Хозяйка угощает Чичикова, в частности, блинами, из которых «гость свернул три блина и, обмакнувши их в растопленное масло, отправил в рот <...>
—У вас, матушка, блинцы очень вкусны, — сказал Чичиков, принимаясь за принесенное горячее».
Было бы соблазнительно соотнести угощение блинами со славянской ритуальной трапезой по покойнику, причем в роли покойника («мертвой души») могут выступать как хозяйка, так и гость или оба персонажа. Вообще, Коробочка ассоциируется с инфернальным миром, будучи наделена чертами ведьмы и Бабы-яги. У Коробочки Чичиков «чувствовал, что глаза его липнули, как будто их кто-нибудь вымазал медом». Сон может быть в данном контексте заместителем смерти. В волшебных сказках именно Баба-яга испытывает героя, ставя перед ним задачу не уснуть.
Но Коробочка еще и владелица настоящего меда, который пытается продать заезжему гостю.

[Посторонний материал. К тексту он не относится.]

//! Change types and result structures for the symbol diff.

use serde::{Deserialize, Serialize};

/// Which side of the comparison an item belongs to.
#[derive(Clone, Copy, Debug, PartialEq, Eq, PartialOrd, Ord, Hash, Serialize, Deserialize)]
#[serde(rename_all = "lowercase")]
pub enum Direction {
    Added,
    Removed,
}

impl Direction {
    pub fn as_str(&self) -> &'static str {
        match self {
            Direction::Added => "Added",
            Direction::Removed => "Removed",
        }
    }

    /// Removals of previously visible symbols break dependents; additions never do.
    pub fn is_breaking(&self) -> bool {
        matches!(self, Direction::Removed)
    }
}

/// Kind of API entity that changed.
#[derive(Clone, Copy, Debug, PartialEq, Eq, PartialOrd, Ord, Hash, Serialize, Deserialize)]
#[serde(rename_all = "lowercase")]
pub enum Category {
    Package,
    Function,
    Variable,
    Constant,
    Type,
    Field,
    Method,
}

impl Category {
    /// All categories in summary-table order.
    pub const ALL: [Category; 7] = [
        Category::Package,
        Category::Function,
        Category::Variable,
        Category::Constant,
        Category::Type,
        Category::Field,
        Category::Method,
    ];

    /// Plural display name used in summaries and bucket labels.
    pub fn plural(&self) -> &'static str {
        match self {
            Category::Package => "Packages",
            Category::Function => "Funcs",
            Category::Variable => "Vars",
            Category::Constant => "Consts",
            Category::Type => "Types",
            Category::Field => "Fields",
            Category::Method => "Methods",
        }
    }
}

/// Where a changed item lives: a compilation unit, optionally narrowed to a type.
#[derive(Clone, Debug, PartialEq, Eq, PartialOrd, Ord, Hash, Serialize, Deserialize)]
pub struct Scope {
    pub unit: String,
    #[serde(default, skip_serializing_if = "Option::is_none")]
    pub owner: Option<String>,
}

impl Scope {
    pub fn unit(unit: &str) -> Self {
        Self {
            unit: unit.to_string(),
            owner: None,
        }
    }

    pub fn member(unit: &str, owner: &str) -> Self {
        Self {
            unit: unit.to_string(),
            owner: Some(owner.to_string()),
        }
    }
}

/// A single added or removed API entity.
#[derive(Clone, Debug, PartialEq, Eq, PartialOrd, Ord, Hash, Serialize, Deserialize)]
pub struct ChangeItem {
    pub category: Category,
    pub scope: Scope,
    /// Rendered value: a signature, a `"name type"` declaration, a type name or a unit path.
    pub value: String,
}

impl ChangeItem {
    pub fn new(category: Category, scope: Scope, value: impl Into<String>) -> Self {
        Self {
            category,
            scope,
            value: value.into(),
        }
    }

    /// Bucket label within a package, e.g. `Funcs`, `Type` or ``Type `Conn` Methods``.
    pub fn label(&self) -> String {
        match (&self.category, &self.scope.owner) {
            (Category::Type, _) => "Type".to_string(),
            (Category::Field, Some(owner)) => format!("Type `{}` Fields", owner),
            (Category::Method, Some(owner)) => format!("Type `{}` Methods", owner),
            (category, _) => category.plural().to_string(),
        }
    }
}

/// One row of the summary table.
#[derive(Clone, Debug, PartialEq, Eq, Serialize)]
pub struct SummaryRow {
    pub category: Category,
    pub direction: Direction,
    pub count: usize,
}

impl SummaryRow {
    /// Display name such as `Funcs Added`.
    pub fn name(&self) -> String {
        format!("{} {}", self.category.plural(), self.direction.as_str())
    }
}

/// Result of comparing two snapshots.
///
/// `added` holds entities present only in the new snapshot, `removed` those
/// present only in the old one. No item ever appears in both.
#[derive(Clone, Debug, Default, PartialEq, Eq, Serialize, Deserialize)]
pub struct ChangeSet {
    pub added: Vec<ChangeItem>,
    pub removed: Vec<ChangeItem>,
}

impl ChangeSet {
    pub fn new() -> Self {
        Self::default()
    }

    pub fn push(&mut self, direction: Direction, item: ChangeItem) {
        match direction {
            Direction::Added => self.added.push(item),
            Direction::Removed => self.removed.push(item),
        }
    }

    pub fn items(&self, direction: Direction) -> &[ChangeItem] {
        match direction {
            Direction::Added => &self.added,
            Direction::Removed => &self.removed,
        }
    }

    /// Items of one category on one side.
    pub fn filter(&self, direction: Direction, category: Category) -> Vec<&ChangeItem> {
        self.items(direction)
            .iter()
            .filter(|item| item.category == category)
            .collect()
    }

    pub fn count(&self, direction: Direction, category: Category) -> usize {
        self.items(direction)
            .iter()
            .filter(|item| item.category == category)
            .count()
    }

    pub fn total(&self) -> usize {
        self.added.len() + self.removed.len()
    }

    pub fn is_empty(&self) -> bool {
        self.added.is_empty() && self.removed.is_empty()
    }

    /// All breaking items (every removal).
    pub fn breaking(&self) -> impl Iterator<Item = &ChangeItem> {
        self.removed.iter()
    }

    pub fn breaking_count(&self) -> usize {
        self.removed.len()
    }

    pub fn has_breaking_changes(&self) -> bool {
        !self.removed.is_empty()
    }

    /// Counts per category and direction, in fixed table order.
    pub fn summary(&self) -> Vec<SummaryRow> {
        Category::ALL
            .iter()
            .flat_map(|category| {
                [Direction::Added, Direction::Removed]
                    .into_iter()
                    .map(move |direction| (*category, direction))
            })
            .map(|(category, direction)| SummaryRow {
                category,
                direction,
                count: self.count(direction, category),
            })
            .collect()
    }
}
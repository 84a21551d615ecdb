//! relimpact core - release impact analysis between two refs of a repository.
//!
//! This crate provides the comparison and aggregation engine behind the
//! `relimpact` CLI: it extracts the exported API of two working copies,
//! diffs them, summarizes documentation changes, classifies changed
//! auxiliary files and renders the result as a single report.
//!
//! # Features
//!
//! - **Symbol diff**: categorized added/removed API entities with breaking classification
//! - **Documentation diff**: headings, links, images and section word counts per markdown file
//! - **Auxiliary files**: changed config/script/data files grouped by extension
//! - **Concurrent pipeline**: fixed fan-out stages on the rayon pool, deterministic output
//! - **Extractors**: tree-sitter Go and Rust, or any external command
//! - **Snapshot cache**: extracted APIs memoized by commit
//!
//! # Usage
//!
//! ```no_run
//! use std::path::Path;
//! use relimpact_core::extract::AutoExtractor;
//! use relimpact_core::pipeline::Pipeline;
//! use relimpact_core::report::ReportFormat;
//! # use relimpact_core::pipeline::{ChangeLister, WorkingCopyProvisioner};
//! # fn demo(
//! #     provisioner: impl WorkingCopyProvisioner + 'static,
//! #     lister: impl ChangeLister + 'static,
//! # ) -> relimpact_core::Result<()> {
//! let pipeline = Pipeline::new(provisioner, AutoExtractor, lister);
//! let markdown = pipeline.render(Path::new("."), "v1.0.0", "v1.1.0", ReportFormat::Markdown)?;
//! println!("{}", markdown);
//! # Ok(())
//! # }
//! ```

pub mod auxiliary;
pub mod cache;
pub mod differ;
pub mod docs;
pub mod error;
pub mod extract;
pub mod pipeline;
pub mod report;
pub mod types;

pub use error::{RelimpactError, Result};
pub use pipeline::{ExecutionMode, Pipeline, PipelineOptions};
pub use report::{Report, ReportFormat};
pub use types::{ApiUnit, Snapshot, TypeKind, TypeShape};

Мед же — реальный, а не метафорический — наряду с блинами использовался в похоронном обряде: «Пока покойник еще в доме, его угощают блинами: когда пекут блины, первый блин, еще горячий, иногда смазанный медом, кладут на лавку в головах умершего, или на окно, или на божницу. <...> На похоронах и поминках принято подавать кутью <...> вареный ячмень или пшеницу с разведенным водою медом, затем блины, кисель с медом <...> основной напиток — подслащенное медом пиво или брага».
Собакевич тоже хлебосол и гурман, но он также и чревоугодник. Вместе с тем он «патриот в еде» — поглощает щи и няню, обвиняя наученного французом губернаторского повара в приготовлении кота под видом зайца и напоминая об обыкновении французов есть лягушек; достается от обжоры Собакевича французам и немцам и за то, что «выдумали диету, лечить голодом!»
Поглощаемая Собакевичем за обедом и усердно предлагаемая Чичикову «няня, известное блюдо, которое подается к щам и состоит из бараньего желудка, начиненного гречневой кашей, мозгом и ножками» — это контекстуально полугротескный образ, фактически метафорическое изображение самого Собакевича, в котором желудок составляет все, а душа и мысль запрятаны необычайно глубоко. Получается, что желудок словно обволакивает всего Собакевича, являясь его покровом, кожей.
Способность Собакевича к поглощению пищи представлена как черта поистине эпическая. Позднее, на приеме в городе, Собакевич в мгновение ока съел осетра.
<...>
Но изображение обильной трапезы в «Мертвых душах» не сводится к иронической трактовке и к изображению греха чревоугодия, хотя собакевичевское объедание — это, конечно, порок и грех. Во-первых, сытный и даже чрезмерный обед — проявление симпатичного Гоголю хлебосольства.
И наконец, обжорство Собакевича и Петуха — сниженный вариант «богатырства» и русской «широты» и безудержности.